The genomes of P. megakarya and P. palmivora revealed information about their evolution and significant differences between the two pathogens that might explain the high virulence of P. megakarya in cacao compared to P. palmivora. Our analyses support the hypothesis that P. megakarya, like P. palmivora (4), also underwent WGD. Evidence of WGD includes (i) genomes larger than other Phytophthora species, which was confirmed for multiple isolates and validated with flow cytometry, (ii) a high number of genes duplicated in conserved colinear blocks, (iii) a large number of expanded gene families, and (iv) the distribution of Ks mutations around a single event. Together, the flow cytometry results and genome structure confirmed that both species are diploid and that WGD was followed by diploidization for both species (i.e.: paleopolyploids)(Wolfe 2001). The differences in the number of chromosomes between P. megakarya (5-6 chromosomes) and P. palmivora (9-12 chromosomes) may have to do with the re-diploidization process after the WGD event (Sansome et al. 1975; Brasier and Griffin 1979).

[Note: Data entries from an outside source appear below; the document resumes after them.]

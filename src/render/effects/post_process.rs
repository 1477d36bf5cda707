use futures::future::{self, LocalBoxFuture};
use futures::FutureExt;
use log::info;
use serde::{Deserialize, Serialize};

use super::{EffectsError, RenderEffects};
use crate::camera::PerspectiveCamera;
use crate::render::context::{Capabilities, FramePass, GraphicsContext, PostProcessParams, PostProcessPasses};
use crate::scene::Scene;

const NAME: &str = "post-process effects";

#[derive(Debug, Clone, Copy, PartialEq, Serialize, Deserialize)]
#[serde(default)]
pub struct PostProcessSettings {
    pub ambient_occlusion: bool,
    pub ao_radius: f32,
    pub ao_intensity: f32,
    pub ao_distance_exponent: f32,
    pub ao_thickness: f32,
    pub depth_of_field: bool,
    pub dof_focus_distance: f32,
    pub dof_aperture: f32,
    pub fxaa: bool,
}

impl Default for PostProcessSettings {
    fn default() -> Self {
        Self {
            ambient_occlusion: true,
            ao_radius: 0.1,
            ao_intensity: 1.0,
            ao_distance_exponent: 1.0,
            ao_thickness: 1.0,
            depth_of_field: false,
            dof_focus_distance: 3.0,
            dof_aperture: 0.025,
            fxaa: true,
        }
    }
}

impl PostProcessSettings {
    pub fn passes(&self) -> PostProcessPasses {
        let mut passes = PostProcessPasses::empty();
        passes.set(PostProcessPasses::AMBIENT_OCCLUSION, self.ambient_occlusion);
        passes.set(PostProcessPasses::DEPTH_OF_FIELD, self.depth_of_field);
        passes.set(PostProcessPasses::FXAA, self.fxaa);
        passes
    }
}

/// Screen-space AO, depth of field and FXAA in one compute pass
#[derive(Debug)]
pub struct PostProcessEffects {
    settings: PostProcessSettings,
    initialized: bool,
    disposed: bool,
    near: f32,
    far: f32,
}

impl PostProcessEffects {
    pub fn new(settings: PostProcessSettings) -> Self {
        Self {
            settings,
            initialized: false,
            disposed: false,
            near: 0.1,
            far: 100.0,
        }
    }

    pub fn settings(&self) -> &PostProcessSettings {
        &self.settings
    }

    pub fn params(&self) -> PostProcessParams {
        PostProcessParams {
            passes: self.settings.passes(),
            ao_radius: self.settings.ao_radius,
            ao_intensity: self.settings.ao_intensity,
            ao_distance_exponent: self.settings.ao_distance_exponent,
            ao_thickness: self.settings.ao_thickness,
            dof_focus_distance: self.settings.dof_focus_distance,
            dof_aperture: self.settings.dof_aperture,
            near: self.near,
            far: self.far,
        }
    }

    fn track_camera(&mut self, camera: &PerspectiveCamera) {
        self.near = camera.near;
        self.far = camera.far;
    }
}

impl RenderEffects for PostProcessEffects {
    fn is_valid(&self) -> bool {
        !self.disposed
    }

    fn status_message(&self) -> String {
        let passes = self.settings.passes();
        let names: Vec<&str> = [
            (PostProcessPasses::AMBIENT_OCCLUSION, "AO"),
            (PostProcessPasses::DEPTH_OF_FIELD, "DOF"),
            (PostProcessPasses::FXAA, "FXAA"),
        ]
        .into_iter()
        .filter(|(pass, _)| passes.contains(*pass))
        .map(|(_, name)| name)
        .collect();

        if names.is_empty() {
            "post-process (none)".to_string()
        } else {
            format!("post-process ({})", names.join(" + "))
        }
    }

    fn initialize(
        &mut self,
        context: &mut dyn GraphicsContext,
        _scene: &Scene,
        camera: &PerspectiveCamera,
    ) -> Result<(), EffectsError> {
        if self.disposed {
            return Err(EffectsError::Disposed(NAME));
        }
        if !context.capabilities().contains(Capabilities::POST_PROCESS) {
            return Err(EffectsError::Unsupported {
                effect: NAME,
                capability: "compute post-processing",
            });
        }
        self.track_camera(camera);
        self.initialized = true;
        info!("Initialized {NAME} on {}", context.info().label());
        Ok(())
    }

    fn update_scene(
        &mut self,
        context: &mut dyn GraphicsContext,
        scene: &Scene,
        camera: &PerspectiveCamera,
    ) -> Result<(), EffectsError> {
        if !self.initialized {
            self.initialize(context, scene, camera)?;
        }
        self.track_camera(camera);
        Ok(())
    }

    fn update_camera(
        &mut self,
        _context: &mut dyn GraphicsContext,
        _scene: &Scene,
        camera: &PerspectiveCamera,
    ) -> Result<(), EffectsError> {
        self.track_camera(camera);
        Ok(())
    }

    fn update_environment(
        &mut self,
        _context: &mut dyn GraphicsContext,
        _scene: &Scene,
        _camera: &PerspectiveCamera,
    ) -> Result<(), EffectsError> {
        Ok(())
    }

    fn render<'a>(
        &'a mut self,
        context: &'a mut dyn GraphicsContext,
        scene: &'a Scene,
        camera: &'a PerspectiveCamera,
    ) -> LocalBoxFuture<'a, Result<(), EffectsError>> {
        let result = if !self.initialized {
            Err(EffectsError::NotInitialized(NAME))
        } else {
            context
                .draw(scene, camera, &FramePass::PostProcess(self.params()))
                .map_err(EffectsError::from)
        };
        future::ready(result).boxed_local()
    }

    fn dispose(&mut self) {
        self.initialized = false;
        self.disposed = true;
    }

    fn add_ui(&mut self, ui: &mut egui::Ui) -> bool {
        let settings = &mut self.settings;
        let mut changed = false;
        ui.collapsing("post-process", |ui| {
            changed |= ui.checkbox(&mut settings.ambient_occlusion, "ambient occlusion").changed();
            changed |= ui
                .add(egui::Slider::new(&mut settings.ao_radius, 0.01..=1.0).text("radius"))
                .changed();
            changed |= ui
                .add(egui::Slider::new(&mut settings.ao_intensity, 0.0..=2.0).text("scale"))
                .changed();
            changed |= ui
                .add(egui::Slider::new(&mut settings.ao_distance_exponent, 1.0..=4.0).text("distance exponent"))
                .changed();
            changed |= ui
                .add(egui::Slider::new(&mut settings.ao_thickness, 0.01..=10.0).text("thickness"))
                .changed();
            ui.separator();
            changed |= ui.checkbox(&mut settings.depth_of_field, "depth of field").changed();
            changed |= ui
                .add(egui::Slider::new(&mut settings.dof_focus_distance, 0.1..=20.0).text("focus"))
                .changed();
            changed |= ui
                .add(egui::Slider::new(&mut settings.dof_aperture, 0.0..=0.1).text("aperture"))
                .changed();
            ui.separator();
            changed |= ui.checkbox(&mut settings.fxaa, "FXAA").changed();
        });
        changed
    }
}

A WGD event can occur as autopolyploidy by doubling the copy number of each chromosome, or as allopolyploidy by the hybridization of two different species (Kihara and Ono 1926; Wolfe 2001). Both allo- and autopolyploidization have been reported in some Phytophthora species (Sansome 1977; Bertier et al. 2013). Nonetheless, inter-species hybridization of P. megakarya or P. palmivora have not been observed. The single peak in the Ks distributions in both species does not suggest that genome duplication was caused by the hybridization of distinct species, but rather that WGD was due to autopolyploidization. Our estimates suggest that the WGD event happened independently and much later than the divergence between the species, with the P. palmivora duplication occurring ∼0.65 MYA before P. megakarya. The timing of the WGD events provides an opportunity to study how recent WGD may influence pathogen virulence. Polyploid isolates of P. infestans (Sansome 1977) and hybrid P. alni subsp. alni (Redondo et al. 2015) are reportedly better adapted to specific environments than diploid Phytophthora. In plants, the incidence of polyploidy is greater in populations subjected to environmental challenges like high altitudes and large-scale climatic perturbation (Ramsey and Schemske 1998). The ability of the polyploids to occupy new habitats is well-documented in plants and fishes (De Bodt et al. 2005; Santini et al. 2009; Ramsey 2011); while it has been associated with the expansion of host range in plant pathogens (Depotter et al. 2016). WGD and the subsequent modification of copied sequences can enhance genetic diversity and be advantageous if accompanied by neo- and sub-functionalization (Sémon and Wolfe 2007; Martens et al. 2008; Buggs et al. 2011; Berthelot et al. 2014; Hughes et al. 2014). For example, in maize nearly 13% of duplicated genes after a WGD have functionally divergent regulatory regions (i.e., neo-functionalization) and are expressed at novel times and environments (Hughes et al. 2014), while an ancient WGD in ray-finned fishes is reportedly responsible for over 10% of the biodiversity in this group of fishes (Santini et al. 2009).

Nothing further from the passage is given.